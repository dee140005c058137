// SPDX-License-Identifier: MIT
// Copyright (c) 2026 StarTuz

use crate::performance::PerformanceConstants;
use crate::weight_balance::{CgEnvelope, FuelLoad, WeightStation};
use anyhow::{Context, Result};
use serde::{Deserialize, Serialize};
use std::fs;
use std::path::{Path, PathBuf};

/// Type-specific figures the calculator pages fall back on.
#[derive(Debug, Clone, PartialEq, Serialize, Deserialize)]
pub struct AircraftProfile {
    pub name: String,
    pub empty_weight_lb: f64,
    pub empty_arm_in: f64,
    pub front_seat_arm_in: f64,
    pub rear_seat_arm_in: f64,
    #[serde(default = "default_baggage_arm")]
    pub baggage_arm_in: f64,
    pub fuel_arm_in: f64,
    #[serde(default = "default_usable_fuel")]
    pub usable_fuel_gal: f64,
    pub max_takeoff_weight_lb: f64,
    #[serde(default)]
    pub cg_envelope: CgEnvelope,
    pub takeoff: PerformanceConstants,
    pub landing: PerformanceConstants,
    #[serde(default = "default_cruise_tas")]
    pub cruise_tas_kt: f64,
    #[serde(default = "default_fuel_burn")]
    pub fuel_burn_gph: f64,
}

fn default_baggage_arm() -> f64 {
    95.0
}

fn default_usable_fuel() -> f64 {
    53.0
}

fn default_cruise_tas() -> f64 {
    110.0
}

fn default_fuel_burn() -> f64 {
    8.5
}

impl Default for AircraftProfile {
    /// Cessna 172 loading and performance pattern.
    fn default() -> Self {
        Self {
            name: "Cessna 172".to_string(),
            empty_weight_lb: 1650.0,
            empty_arm_in: 38.5,
            front_seat_arm_in: 37.0,
            rear_seat_arm_in: 73.0,
            baggage_arm_in: default_baggage_arm(),
            fuel_arm_in: 48.0,
            usable_fuel_gal: default_usable_fuel(),
            max_takeoff_weight_lb: 2400.0,
            cg_envelope: CgEnvelope::default(),
            takeoff: PerformanceConstants {
                base_roll_ft: 950.0,
                base_total_ft: 1650.0,
                base_ref_speed_kt: 55.0,
                reference_weight_lb: 2300.0,
            },
            landing: PerformanceConstants {
                base_roll_ft: 575.0,
                base_total_ft: 1335.0,
                base_ref_speed_kt: 61.0,
                reference_weight_lb: 2300.0,
            },
            cruise_tas_kt: default_cruise_tas(),
            fuel_burn_gph: default_fuel_burn(),
        }
    }
}

impl AircraftProfile {
    /// Empty aircraft plus the occupied stations, in loading-sheet order.
    pub fn stations(&self, front_lb: f64, rear_lb: f64, baggage_lb: f64) -> Vec<WeightStation> {
        vec![
            WeightStation::new("Empty aircraft", self.empty_weight_lb, self.empty_arm_in),
            WeightStation::new("Front seats", front_lb, self.front_seat_arm_in),
            WeightStation::new("Rear seats", rear_lb, self.rear_seat_arm_in),
            WeightStation::new("Baggage", baggage_lb, self.baggage_arm_in),
        ]
    }

    pub fn fuel(&self, gallons: f64) -> FuelLoad {
        FuelLoad {
            gallons,
            arm_in: self.fuel_arm_in,
        }
    }
}

#[derive(Debug, Clone)]
pub struct AircraftStore {
    config_path: PathBuf,
}

impl AircraftStore {
    pub fn new(config_root: &Path) -> Self {
        Self {
            config_path: config_root.join("aircraft.json"),
        }
    }

    pub fn at(path: impl Into<PathBuf>) -> Self {
        Self {
            config_path: path.into(),
        }
    }

    pub fn path(&self) -> &Path {
        &self.config_path
    }

    pub fn load(&self) -> Result<AircraftProfile> {
        if !self.config_path.exists() {
            log::debug!(
                "No aircraft profile on disk; using built-in default — path={}",
                self.config_path.display()
            );
            return Ok(AircraftProfile::default());
        }

        let content =
            fs::read_to_string(&self.config_path).context("Failed to read aircraft.json")?;

        serde_json::from_str(&content).context("Failed to parse aircraft.json")
    }

    pub fn save(&self, profile: &AircraftProfile) -> Result<()> {
        if let Some(parent) = self.config_path.parent() {
            if !parent.exists() {
                fs::create_dir_all(parent).context("Failed to create config directory")?;
            }
        }

        let content =
            serde_json::to_string_pretty(profile).context("Failed to serialize aircraft profile")?;

        fs::write(&self.config_path, content).context("Failed to write aircraft.json")?;
        log::info!(
            "Aircraft profile saved — name={} path={}",
            profile.name,
            self.config_path.display()
        );
        Ok(())
    }
}
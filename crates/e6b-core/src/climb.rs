// SPDX-License-Identifier: MIT
// Copyright (c) 2026 StarTuz

use crate::units::{all_finite, round_to};
use serde::{Deserialize, Serialize};

#[derive(Debug, Clone, Copy, PartialEq, Serialize, Deserialize)]
pub struct ClimbDescentInput {
    pub start_altitude_ft: f64,
    pub target_altitude_ft: f64,
    /// Rate of climb or descent, always positive.
    pub vertical_speed_fpm: f64,
    pub ground_speed_kt: f64,
    pub fuel_burn_rate_gph: f64,
}

#[derive(Debug, Clone, Copy, PartialEq, Eq, Default, Serialize, Deserialize)]
pub enum VerticalDirection {
    Climb,
    Descent,
    #[default]
    Level,
}

#[derive(Debug, Clone, Copy, PartialEq, Default, Serialize, Deserialize)]
pub struct ClimbDescentResult {
    pub time_minutes: f64,
    pub distance_nm: f64,
    pub fuel_gal: f64,
    pub direction: VerticalDirection,
}

/// Time, ground distance and fuel to change altitude at a constant vertical speed.
pub fn plan_transition(input: &ClimbDescentInput) -> ClimbDescentResult {
    let ClimbDescentInput {
        start_altitude_ft,
        target_altitude_ft,
        vertical_speed_fpm,
        ground_speed_kt,
        fuel_burn_rate_gph,
    } = *input;

    if !all_finite(&[
        start_altitude_ft,
        target_altitude_ft,
        vertical_speed_fpm,
        ground_speed_kt,
        fuel_burn_rate_gph,
    ]) || vertical_speed_fpm <= 0.0
    {
        log::debug!(
            "Altitude change cannot be planned — from={} to={} rate={}",
            start_altitude_ft,
            target_altitude_ft,
            vertical_speed_fpm
        );
        return ClimbDescentResult::default();
    }

    let delta = target_altitude_ft - start_altitude_ft;
    let direction = if delta > 0.0 {
        VerticalDirection::Climb
    } else if delta < 0.0 {
        VerticalDirection::Descent
    } else {
        VerticalDirection::Level
    };

    // Distance and fuel follow the rounded minutes, as read off the time display
    let time_minutes = round_to(delta.abs() / vertical_speed_fpm, 0);
    let time_hours = time_minutes / 60.0;

    ClimbDescentResult {
        time_minutes,
        distance_nm: round_to(time_hours * ground_speed_kt, 1),
        fuel_gal: round_to(time_hours * fuel_burn_rate_gph, 1),
        direction,
    }
}

#[cfg(test)]
mod tests {
    use super::*;

    #[test]
    fn test_climb_to_cruise() {
        let r = plan_transition(&ClimbDescentInput {
            start_altitude_ft: 1000.0,
            target_altitude_ft: 8500.0,
            vertical_speed_fpm: 500.0,
            ground_speed_kt: 100.0,
            fuel_burn_rate_gph: 10.0,
        });
        assert_eq!(r.time_minutes, 15.0);
        assert_eq!(r.distance_nm, 25.0);
        assert_eq!(r.fuel_gal, 2.5);
        assert_eq!(r.direction, VerticalDirection::Climb);
    }

    #[test]
    fn test_descent_uses_absolute_difference() {
        let r = plan_transition(&ClimbDescentInput {
            start_altitude_ft: 9500.0,
            target_altitude_ft: 1500.0,
            vertical_speed_fpm: 500.0,
            ground_speed_kt: 140.0,
            fuel_burn_rate_gph: 6.0,
        });
        assert_eq!(r.time_minutes, 16.0);
        assert_eq!(r.distance_nm, 37.3);
        assert_eq!(r.fuel_gal, 1.6);
        assert_eq!(r.direction, VerticalDirection::Descent);
    }

    #[test]
    fn test_non_positive_rate_is_zeroed() {
        let mut input = ClimbDescentInput {
            start_altitude_ft: 0.0,
            target_altitude_ft: 3000.0,
            vertical_speed_fpm: 0.0,
            ground_speed_kt: 90.0,
            fuel_burn_rate_gph: 8.0,
        };
        assert_eq!(plan_transition(&input), ClimbDescentResult::default());
        input.vertical_speed_fpm = -500.0;
        assert_eq!(plan_transition(&input), ClimbDescentResult::default());
    }

    #[test]
    fn test_level_flight() {
        let r = plan_transition(&ClimbDescentInput {
            start_altitude_ft: 4500.0,
            target_altitude_ft: 4500.0,
            vertical_speed_fpm: 500.0,
            ground_speed_kt: 100.0,
            fuel_burn_rate_gph: 8.0,
        });
        assert_eq!(r.time_minutes, 0.0);
        assert_eq!(r.direction, VerticalDirection::Level);
    }
}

■ ■ ■

Problem requirements
Find "assert_eq!(r.time_minutes, 15.0);" in the data above, then repeat that line and all lines after it exactly, ending with the final line.

Answer to this exercise
        assert_eq!(r.time_minutes, 15.0);
        assert_eq!(r.distance_nm, 25.0);
        assert_eq!(r.fuel_gal, 2.5);
        assert_eq!(r.direction, VerticalDirection::Climb);
    }

    #[test]
    fn test_descent_uses_absolute_difference() {
        let r = plan_transition(&ClimbDescentInput {
            start_altitude_ft: 9500.0,
            target_altitude_ft: 1500.0,
            vertical_speed_fpm: 500.0,
            ground_speed_kt: 140.0,
            fuel_burn_rate_gph: 6.0,
        });
        assert_eq!(r.time_minutes, 16.0);
        assert_eq!(r.distance_nm, 37.3);
        assert_eq!(r.fuel_gal, 1.6);
        assert_eq!(r.direction, VerticalDirection::Descent);
    }

    #[test]
    fn test_non_positive_rate_is_zeroed() {
        let mut input = ClimbDescentInput {
            start_altitude_ft: 0.0,
            target_altitude_ft: 3000.0,
            vertical_speed_fpm: 0.0,
            ground_speed_kt: 90.0,
            fuel_burn_rate_gph: 8.0,
        };
        assert_eq!(plan_transition(&input), ClimbDescentResult::default());
        input.vertical_speed_fpm = -500.0;
        assert_eq!(plan_transition(&input), ClimbDescentResult::default());
    }

    #[test]
    fn test_level_flight() {
        let r = plan_transition(&ClimbDescentInput {
            start_altitude_ft: 4500.0,
            target_altitude_ft: 4500.0,
            vertical_speed_fpm: 500.0,
            ground_speed_kt: 100.0,
            fuel_burn_rate_gph: 8.0,
        });
        assert_eq!(r.time_minutes, 0.0);
        assert_eq!(r.direction, VerticalDirection::Level);
    }
}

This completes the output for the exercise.